Guo Yingying, Shafer Steven, Weller Paul, Usuka Jonathan, Peltz Gary
Roche Palo Alto, Department of Genetics and Genomics, S3-1, 3431 Hillview Ave, Palo Alto, CA 94304, USA.
Pharmacogenomics. 2005 Dec;6(8):857-64. doi: 10.2217/14622416.6.8.857.
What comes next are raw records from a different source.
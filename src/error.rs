use std::fmt;

use axum::{
    http::StatusCode,
    response::{IntoResponse, Response},
    Json,
};
use serde::{Deserialize, Serialize};

#[derive(Debug, Serialize, Deserialize)]
pub struct ErrorResponse {
    pub status: String,
    pub message: String,
}

impl fmt::Display for ErrorResponse {
    fn fmt(&self, f: &mut fmt::Formatter<'_>) -> fmt::Result {
        write!(f, "{}", serde_json::to_string(&self).map_err(|_| fmt::Error)?)
    }
}

#[derive(Debug, PartialEq)]
pub enum ErrorMessage {
    EmptyPassword,
    ExceededMaxPasswordLength(usize),
    InvalidHashFormat,
    HashingError,
    InvalidToken,
    ServerError,
    WrongCredentials,
    EmailExist,
    UserNoLongerExist,
    UserDeactivated,
    TokenNotProvided,
    PermissionDenied,
    UserNotAuthenticated,
}

impl ToString for ErrorMessage {
    fn to_string(&self) -> String {
        self.to_str().to_owned()
    }
}

impl ErrorMessage {
    fn to_str(&self) -> String {
        match self {
            ErrorMessage::ServerError => "Server Error. Please try again later".to_string(),
            ErrorMessage::WrongCredentials => "Email or password is wrong".to_string(),
            ErrorMessage::EmailExist => "A user with this email already exists".to_string(),
            ErrorMessage::UserNoLongerExist => {
                "User belonging to this token no longer exists".to_string()
            }
            ErrorMessage::UserDeactivated => "This account has been deactivated".to_string(),
            ErrorMessage::EmptyPassword => "Password cannot be empty".to_string(),
            ErrorMessage::HashingError => "Error while hashing password".to_string(),
            ErrorMessage::InvalidHashFormat => "Invalid password hash format".to_string(),
            ErrorMessage::ExceededMaxPasswordLength(max_length) => {
                format!("Password must not be more than {} characters", max_length)
            }
            ErrorMessage::InvalidToken => "Authentication token is invalid or expired".to_string(),
            ErrorMessage::TokenNotProvided => {
                "You are not logged in, please provide a token".to_string()
            }
            ErrorMessage::PermissionDenied => {
                "You are not allowed to perform this action".to_string()
            }
            ErrorMessage::UserNotAuthenticated => {
                "Authentication required. Please log in.".to_string()
            }
        }
    }
}

/// The single error type every handler returns.
#[derive(Debug, Clone)]
pub struct HttpError {
    pub message: String,
    pub status: StatusCode,
}

impl HttpError {
    pub fn new(message: impl Into<String>, status: StatusCode) -> Self {
        HttpError {
            message: message.into(),
            status,
        }
    }

    pub fn server_error(message: impl Into<String>) -> Self {
        HttpError::new(message, StatusCode::INTERNAL_SERVER_ERROR)
    }

    pub fn bad_request(message: impl Into<String>) -> Self {
        HttpError::new(message, StatusCode::BAD_REQUEST)
    }

    pub fn unique_constraint_violation(message: impl Into<String>) -> Self {
        HttpError::new(message, StatusCode::CONFLICT)
    }

    pub fn conflict(message: impl Into<String>) -> Self {
        HttpError::new(message, StatusCode::CONFLICT)
    }

    pub fn unauthorized(message: impl Into<String>) -> Self {
        HttpError::new(message, StatusCode::UNAUTHORIZED)
    }

    pub fn forbidden(message: impl Into<String>) -> Self {
        HttpError::new(message, StatusCode::FORBIDDEN)
    }

    pub fn not_found(message: impl Into<String>) -> Self {
        HttpError::new(message, StatusCode::NOT_FOUND)
    }

    pub fn too_many_requests(message: impl Into<String>) -> Self {
        HttpError::new(message, StatusCode::TOO_MANY_REQUESTS)
    }

    pub fn into_http_response(self) -> Response {
        let json_response = Json(ErrorResponse {
            status: "fail".to_string(),
            message: self.message.clone(),
        });

        (self.status, json_response).into_response()
    }
}

impl fmt::Display for HttpError {
    fn fmt(&self, f: &mut fmt::Formatter<'_>) -> fmt::Result {
        write!(f, "HttpError: message: {}, status: {}", self.message, self.status)
    }
}

impl std::error::Error for HttpError {}

impl IntoResponse for HttpError {
    fn into_response(self) -> Response {
        if self.status.is_server_error() {
            tracing::error!("{}", self);
        }
        self.into_http_response()
    }
}

#[cfg(test)]
mod tests {
    use super::*;

    #[tokio::test]
    async fn test_error_serializes_to_json_envelope() {
        let response = HttpError::not_found("Contract not found").into_response();
        assert_eq!(response.status(), StatusCode::NOT_FOUND);

        let body = axum::body::to_bytes(response.into_body(), usize::MAX).await.unwrap();
        let parsed: ErrorResponse = serde_json::from_slice(&body).unwrap();
        assert_eq!(parsed.status, "fail");
        assert_eq!(parsed.message, "Contract not found");
    }

    #[test]
    fn test_error_messages() {
        assert_eq!(
            ErrorMessage::ExceededMaxPasswordLength(64).to_string(),
            "Password must not be more than 64 characters"
        );
        assert_eq!(HttpError::conflict("x").status, StatusCode::CONFLICT);
    }
}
It is generally anticipated that pharmacogenomic information will have a large impact on drug development and will facilitate individualized drug treatment. However, there has been relatively little quantitative modeling to assess how pharmacogenomic information could be best utilized in clinical practice. Using a quantitative model, this review demonstrates that efficacy is increased and toxicity is reduced when a genetically-guided dose adjustment strategy is utilized in a clinical trial. However, there is limited information available regarding the genetic variables affecting the disposition or mechanism of action of most commonly used medications. These genetic factors must be identified to enable pharmacogenomic testing to be routinely used in the clinic. A recently described murine haplotype-based computational genetic analysis method provides one strategy for identifying genetic factors regulating the pharmacokinetics and pharmacodynamics of commonly used medications.
一般预计,药物基因组学信息将对药物开发产生重大影响,并有助于实现个体化药物治疗。然而,相对较少有定量模型来评估如何在临床实践中最佳利用药物基因组学信息。本综述使用一个定量模型证明,在临床试验中采用基因指导的剂量调整策略时,疗效会提高,毒性会降低。然而,关于影响最常用药物处置或作用机制的基因变量的可用信息有限。必须识别这些遗传因素,以便在临床中常规使用药物基因组学检测。最近描述的一种基于小鼠单倍型的计算遗传分析方法提供了一种识别调节常用药物药代动力学和药效学的遗传因素的策略。